The answer is yes. Twenty-five percent of the uninsured are already eligible but have failed to enroll in existing state-federal health coverage under Medicaid, for very low-income parents, pregnant women and people with disabilities, or the State Children's Health Insurance Program, or SCHIP, for children, according to studies, including one in 2007 by the nonpartisan Kaiser Family Foundation.
Different studies use different figures that fluctuate year by year. But based on the 46 million U.S. Census Bureau estimate, removing those people already eligible for free care would knock the figure down to around 34.5 million.
But that figure includes illegal immigrants. Although they have health-care needs, they would not be eligible for federal subsidies under overhaul proposals by President Barack Obama and members of Congress.

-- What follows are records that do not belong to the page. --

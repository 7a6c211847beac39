//! Server facade: accept loop, accepted-connection registry, and
//! server-initiated invocations addressed by remote address.

use std::net::SocketAddr;
use std::sync::Arc;
use std::time::Duration;

use async_trait::async_trait;
use dashmap::DashMap;
use serde_json::Value;
use tokio::io::{AsyncRead, AsyncWrite};
use tokio::net::TcpListener;
use tokio::sync::watch;

use boltwire_core::error::{RemotingError, Result};
use boltwire_core::CommandCode;

use crate::config::RemotingConfig;
use crate::connection::{Connection, Role};
use crate::context::RemotingContext;
use crate::dispatch::{RemotingProcessor, UserProcessor};
use crate::executor::Executor;
use crate::invoke::{rpc, InvokeCallback, RpcRequest, RpcResponseFuture};
use crate::resolver::{AddressResolver, Target};
use crate::transport::spawn_connection;

pub struct RpcServer {
    ctx: Arc<RemotingContext>,
    connections: Arc<DashMap<String, Arc<Connection>>>,
    shutdown: watch::Sender<bool>,
}

impl RpcServer {
    /// Must be called inside a tokio runtime.
    pub fn new(cfg: RemotingConfig) -> Result<Self> {
        Ok(Self::with_context(RemotingContext::new(cfg)?))
    }

    pub fn with_context(ctx: Arc<RemotingContext>) -> Self {
        let (shutdown, _) = watch::channel(false);
        Self {
            ctx,
            connections: Arc::new(DashMap::new()),
            shutdown,
        }
    }

    pub fn context(&self) -> &Arc<RemotingContext> {
        &self.ctx
    }

    /// Bind `server.listen` and accept in the background. Returns the bound address.
    pub async fn start(&self) -> Result<SocketAddr> {
        let listen = self.ctx.config().server.listen.clone();
        let listener = TcpListener::bind(&listen)
            .await
            .map_err(|e| RemotingError::Config(format!("bind {listen} failed: {e}")))?;
        let local = listener
            .local_addr()
            .map_err(|e| RemotingError::Internal(format!("local_addr: {e}")))?;
        tracing::info!(addr = %local, "rpc server listening");

        let ctx = Arc::clone(&self.ctx);
        let connections = Arc::clone(&self.connections);
        let mut stop = self.shutdown.subscribe();
        tokio::spawn(async move {
            loop {
                tokio::select! {
                    _ = stop.changed() => break,
                    accepted = listener.accept() => match accepted {
                        Ok((stream, peer)) => {
                            if let Err(e) = stream.set_nodelay(true) {
                                tracing::debug!(%peer, error = %e, "set_nodelay failed");
                            }
                            register(&connections, stream, peer.to_string(), &ctx);
                        }
                        Err(e) => tracing::warn!(error = %e, "accept failed"),
                    },
                }
            }
            tracing::info!(addr = %local, "rpc server stopped accepting");
        });
        Ok(local)
    }

    /// Serve an already-established stream as if it had been accepted.
    pub fn attach_stream<IO>(&self, remote: &str, io: IO) -> Arc<Connection>
    where
        IO: AsyncRead + AsyncWrite + Send + 'static,
    {
        register(&self.connections, io, remote.to_owned(), &self.ctx)
    }

    pub fn connections(&self) -> Vec<Arc<Connection>> {
        self.connections.iter().map(|e| Arc::clone(e.value())).collect()
    }

    pub fn register_processor(
        &self,
        code: CommandCode,
        processor: Arc<dyn RemotingProcessor>,
        executor: Option<Arc<dyn Executor>>,
    ) {
        self.ctx.dispatcher().register_processor(code, processor, executor);
    }

    pub fn register_user_processor(&self, processor: Arc<dyn UserProcessor>) -> Result<()> {
        self.ctx.dispatcher().register_user_processor(processor)
    }

    pub fn register_default_executor(&self, executor: Arc<dyn Executor>) {
        self.ctx.register_default_executor(executor);
    }

    pub async fn oneway(&self, target: impl Into<Target>, req: RpcRequest) -> Result<()> {
        let conn = target.into().connection(self).await?;
        rpc::oneway(&conn, req).await
    }

    pub async fn invoke_sync(&self, target: impl Into<Target>, req: RpcRequest, timeout: Duration) -> Result<Value> {
        let conn = target.into().connection(self).await?;
        rpc::invoke_sync(&conn, req, timeout).await
    }

    pub async fn invoke_with_future(
        &self,
        target: impl Into<Target>,
        req: RpcRequest,
        timeout: Duration,
    ) -> Result<RpcResponseFuture> {
        let conn = target.into().connection(self).await?;
        rpc::invoke_with_future(&conn, req, timeout).await
    }

    pub async fn invoke_with_callback<C: InvokeCallback>(
        &self,
        target: impl Into<Target>,
        req: RpcRequest,
        callback: C,
        timeout: Duration,
    ) -> Result<()> {
        let conn = target.into().connection(self).await?;
        rpc::invoke_with_callback(&conn, req, callback, timeout).await
    }

    /// Stop accepting and close every accepted connection.
    pub fn stop(&self) {
        self.shutdown.send_replace(true);
        for conn in self.connections() {
            conn.close("server stopped");
        }
        self.connections.clear();
    }
}

fn register<IO>(
    connections: &Arc<DashMap<String, Arc<Connection>>>,
    io: IO,
    remote: String,
    ctx: &Arc<RemotingContext>,
) -> Arc<Connection>
where
    IO: AsyncRead + AsyncWrite + Send + 'static,
{
    let conn = spawn_connection(io, remote.clone(), Role::Server, Arc::clone(ctx));
    connections.insert(remote.clone(), Arc::clone(&conn));

    let connections = Arc::clone(connections);
    let watched = Arc::clone(&conn);
    tokio::spawn(async move {
        watched.closed().await;
        connections.remove_if(&remote, |_, c| c.id() == watched.id());
    });
    conn
}

#[async_trait]
impl AddressResolver for RpcServer {
    async fn resolve(&self, addr: &str) -> Result<Arc<Connection>> {
        self.connections
            .get(addr)
            .map(|e| Arc::clone(e.value()))
            .filter(|c| !c.is_closed())
            .ok_or_else(|| RemotingError::ConnectFailed(format!("no live connection from {addr}")))
    }
}

impl std::fmt::Debug for RpcServer {
    fn fmt(&self, f: &mut std::fmt::Formatter<'_>) -> std::fmt::Result {
        f.debug_struct("RpcServer")
            .field("connections", &self.connections.len())
            .finish()
    }
}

Widely varying figures have been reported for the number of illegal immigrants. The census says "noncitizens" account for 9.7 million people. But not all of them are illegal, since that number includes people awaiting a green card or citizenship test and who comply with immigration laws. The Pew Hispanic Center has estimated that 6.8 million people without health insurance were in the United States illegally in 2007. Other figures have put it at 8 million. Using the Pew figure while also subtracting citizens who are already eligible for federal and state programs, the 46 million total now would come down to around 27.7 million.
Can those 27.7 million people afford insurance?
This is where opinions diverge further, because of differing assumptions about the lives of people who don't get employer-provided health insurance and don't buy it themselves. Kaiser figures, which precede the recent economic downturn, show that about 56 percent of this group makes too much money for free health care but earns too little to afford an insurance policy. Kaiser put insurance affordability at 300 percent of the poverty level. The poverty level currently is $10,830 for a single person, or $22,050 for a family of four.
The Employment Policies Institute, a conservative-leaning nonprofit organization, says that about 43 percent of adults under age 65 earn 2.5 times the federal poverty level, "indicating they likely have the means to obtain health-care coverage and thus may be classified as 'voluntarily' uninsured.'Â¤" But Len Nichols, a health-care economist at the New America Foundation, a centrist think tank, says that a mother with two children, earning three times the federal poverty rate, would have to spend 24 percent of her income for an average health-care policy unless her employer picked up some of the cost.
But we're not done with the math yet. Nearly 30 percent of the 46 million figure that is often cited represents young adults between 18 and 24, according to the census. Reasons for their uninsured status are not tracked with precision. While some are too old to be eligible for their parents' policies but still are underemployed or unemployed, policy makers and politicians also assume that some are simply cocky about their chances of needing care and prefer to save or spend money on other things. But hard data on that point, too, are divergent, and debate on just what is affordable shows wide disagreement.
Within all these numbers is the broader debate: What would happen if the majority of these 46 million people -- or 34 million or 27.7 million -- became insured? Would it be smart of the government to reorder the health insurance system so that almost everyone had coverage?
The Obama administration and many health-care advocates say yes, noting that premiums from younger, healthier people would cross-pollinate with the premiums of others, reducing costs for everyone. And by providing routine health care for the poor, rather than waiting for them to show up in emergency rooms where they sign up for Medicaid or SCHIP, the country could improve its health as well as its economy.
How to do this is where the real policy disagreements lie.
"There is something to the argument" of wanting to bring younger, healthier people "into the insurance pool," said Michael Tanner, a senior fellow at the Cato Institute, a libertarian think tank. "The question is, what is the best way to get them in there." He doesn't believe the Democrats' plan, which could cost $1 trillion or more, is the way. Tanner prefers to bring down costs and premiums through market-based solutions, less regulation and fewer mandates.
He, too, studies the numbers. And although he comes at it from a different perspective from Kaiser, he too notes that a quarter of the uninsured already qualify for government coverage.
"If you show up at the emergency room and you are not enrolled already, they'll get you signed up," Tanner said of the roughly 12 million people who already qualify. "Hospitals, after all, want to get paid."